Close like this. I said this at Char’s funeral. We’re losing some wonderful women these days. God has not appointed any of you who know him for wrath. He hasn’t appointed you for wrath. He hadn’t appoint Jean or Bob for wrath but to obtain salvation through our Lord Jesus Christ. So that whether we wake, that’s all of us in this room right now, or sleep, that’s Jean, we might live with him. He didn’t appoint you for wrath. He appointed you for salvation so that whether you’re the living, however long, or the dead, you’re alive to him and he with you. Let’s pray.

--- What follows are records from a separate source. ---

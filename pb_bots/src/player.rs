//! One simulated player: join, bet every round, settle.

use crate::api_client::{ApiClient, rejection_code};
use anyhow::{Result, bail};
use pet_battle::battle::{Cell, PetId, RoleId, RoundState, TemplateId};
use rand::{Rng, SeedableRng, rngs::StdRng, seq::IndexedRandom};
use std::time::Duration;

/// Rejections worth waiting out
const TRANSIENT: &[&str] = &["ServerBusy", "SettlementPending"];

/// Join rejections that a fresh attempt may get past (a new desk is allocated)
const REJOIN: &[&str] = &["ServerBusy", "BattleRegistrationFull", "BattleAlreadyStarted"];

/// Bet rejections that only mean the round moved on
const STALE_BET: &[&str] = &["BettingClosed", "CellEliminated", "MatchEnded"];

#[derive(Debug, Clone)]
pub struct BotSettings {
    pub template_id: TemplateId,
    pub grid_count: Cell,
    pub poll_interval: Duration,
    pub think_time: Duration,
    pub think_variance: Duration,
    /// Attempts for join and settlement before giving up
    pub max_attempts: u32,
}

impl Default for BotSettings {
    fn default() -> Self {
        Self {
            template_id: 1,
            grid_count: 6,
            poll_interval: Duration::from_millis(1_000),
            think_time: Duration::from_millis(2_000),
            think_variance: Duration::from_millis(1_500),
            max_attempts: 30,
        }
    }
}

/// How one bot's battle went
#[derive(Debug, Clone, PartialEq, Eq)]
pub struct BotReport {
    pub role_id: RoleId,
    pub desk_id: String,
    pub win: bool,
    pub bonus: i64,
    pub credited: bool,
}

/// Uniform pick among cells not yet eliminated
pub fn choose_cell(grid_count: Cell, eliminated: &[Cell], rng: &mut impl Rng) -> Option<Cell> {
    let surviving: Vec<Cell> = (1..=grid_count)
        .filter(|cell| !eliminated.contains(cell))
        .collect();
    surviving.choose(rng).copied()
}

/// Base think time plus or minus a random variance, never below 100ms
pub fn think_delay(base: Duration, variance: Duration, rng: &mut impl Rng) -> Duration {
    let base = base.as_millis() as i64;
    let variance = variance.as_millis() as i64;
    let offset = if variance > 0 {
        rng.random_range(-variance..=variance)
    } else {
        0
    };
    Duration::from_millis((base + offset).max(100) as u64)
}

pub struct BattleBot {
    role_id: RoleId,
    pet_id: PetId,
    client: ApiClient,
    settings: BotSettings,
    rng: StdRng,
}

impl BattleBot {
    pub fn new(
        role_id: RoleId,
        pet_id: PetId,
        client: ApiClient,
        settings: BotSettings,
        seed: u64,
    ) -> Self {
        Self {
            role_id,
            pet_id,
            client,
            settings,
            rng: StdRng::seed_from_u64(seed),
        }
    }

    /// Play one battle from join to settlement
    pub async fn play(mut self) -> Result<BotReport> {
        let desk_id = self.join().await?;
        log::info!("Bot {} joined {}", self.role_id, desk_id);

        self.play_rounds(&desk_id).await?;
        self.settle(desk_id).await
    }

    async fn join(&mut self) -> Result<String> {
        let mut attempt = 0;
        loop {
            attempt += 1;
            match self
                .client
                .match_battle(self.settings.template_id, self.pet_id)
                .await
            {
                Ok(view) => return Ok(view.desk_id),
                Err(e) => {
                    let retry = rejection_code(&e).is_some_and(|code| REJOIN.contains(&code));
                    if !retry || attempt >= self.settings.max_attempts {
                        return Err(e);
                    }
                    log::debug!("Bot {} join attempt {} rejected: {}", self.role_id, attempt, e);
                    tokio::time::sleep(self.settings.poll_interval).await;
                }
            }
        }
    }

    async fn play_rounds(&mut self, desk_id: &str) -> Result<()> {
        let mut last_bet = 0;
        loop {
            let view = match self.client.round_result(desk_id).await {
                Ok(view) => view,
                Err(e) if rejection_code(&e).is_some_and(|code| TRANSIENT.contains(&code)) => {
                    tokio::time::sleep(self.settings.poll_interval).await;
                    continue;
                }
                Err(e) => return Err(e),
            };

            match view.state {
                RoundState::Ended | RoundState::Settleable => {
                    log::info!(
                        "Bot {} done with {} after round {} ({})",
                        self.role_id,
                        desk_id,
                        view.round,
                        view.state
                    );
                    return Ok(());
                }
                RoundState::Ongoing if view.round > last_bet => {
                    let delay = think_delay(
                        self.settings.think_time,
                        self.settings.think_variance,
                        &mut self.rng,
                    );
                    tokio::time::sleep(delay).await;

                    let Some(cell) =
                        choose_cell(self.settings.grid_count, &view.eliminated, &mut self.rng)
                    else {
                        bail!("No surviving cell left on {}", desk_id);
                    };
                    match self.client.bet(desk_id, cell).await {
                        Ok(_) => {
                            log::debug!(
                                "Bot {} bet cell {} in round {}",
                                self.role_id,
                                cell,
                                view.round
                            );
                            last_bet = view.round;
                        }
                        Err(e) => match rejection_code(&e) {
                            Some(code) if STALE_BET.contains(&code) || TRANSIENT.contains(&code) => {
                                log::debug!("Bot {} bet skipped: {}", self.role_id, e);
                            }
                            // Eliminated between the poll and the bet
                            Some("NotInBattle") => return Ok(()),
                            _ => return Err(e),
                        },
                    }
                }
                RoundState::Ongoing | RoundState::NotStarted => {
                    tokio::time::sleep(self.settings.poll_interval).await;
                }
            }
        }
    }

    async fn settle(&mut self, desk_id: String) -> Result<BotReport> {
        let mut attempt = 0;
        loop {
            attempt += 1;
            match self.client.settlement(&desk_id).await {
                Ok(outcome) => {
                    return Ok(BotReport {
                        role_id: self.role_id,
                        desk_id,
                        win: outcome.win,
                        bonus: outcome.bonus,
                        credited: outcome.credited,
                    });
                }
                Err(e) => {
                    let retry = rejection_code(&e).is_some_and(|code| TRANSIENT.contains(&code));
                    if !retry || attempt >= self.settings.max_attempts {
                        return Err(e);
                    }
                    tokio::time::sleep(self.settings.poll_interval).await;
                }
            }
        }
    }
}

#[cfg(test)]
mod tests {
    use super::*;

    #[test]
    fn test_choose_cell_skips_eliminated() {
        let mut rng = StdRng::seed_from_u64(7);
        for _ in 0..100 {
            let cell = choose_cell(6, &[1, 3, 5], &mut rng).unwrap();
            assert!([2, 4, 6].contains(&cell));
        }
    }

    #[test]
    fn test_choose_cell_none_left() {
        let mut rng = StdRng::seed_from_u64(7);
        assert_eq!(choose_cell(2, &[1, 2], &mut rng), None);
    }

    #[test]
    fn test_think_delay_bounds() {
        let mut rng = StdRng::seed_from_u64(1);
        for _ in 0..100 {
            let delay = think_delay(
                Duration::from_millis(1_000),
                Duration::from_millis(300),
                &mut rng,
            );
            assert!(delay >= Duration::from_millis(700));
            assert!(delay <= Duration::from_millis(1_300));
        }
    }

    #[test]
    fn test_think_delay_floor() {
        let mut rng = StdRng::seed_from_u64(1);
        let delay = think_delay(Duration::ZERO, Duration::ZERO, &mut rng);
        assert_eq!(delay, Duration::from_millis(100));
    }
}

You are very great. We’re going to sing that, Lord. You are very great. When I pray that our hearts are just abound with thanksgiving for the life of Jean Hamlett. And I pray that all that you worked in her, you would work in us. And all of her failures and sins would remind us of the preciousness of the blood of Jesus, whom she began her praises with. And so come, take these young people’s lives, us older people’s lives, and make us real for Jesus until all of our pain and all of our weaknesses are gone. In your presence, Jesus’s name. Amen.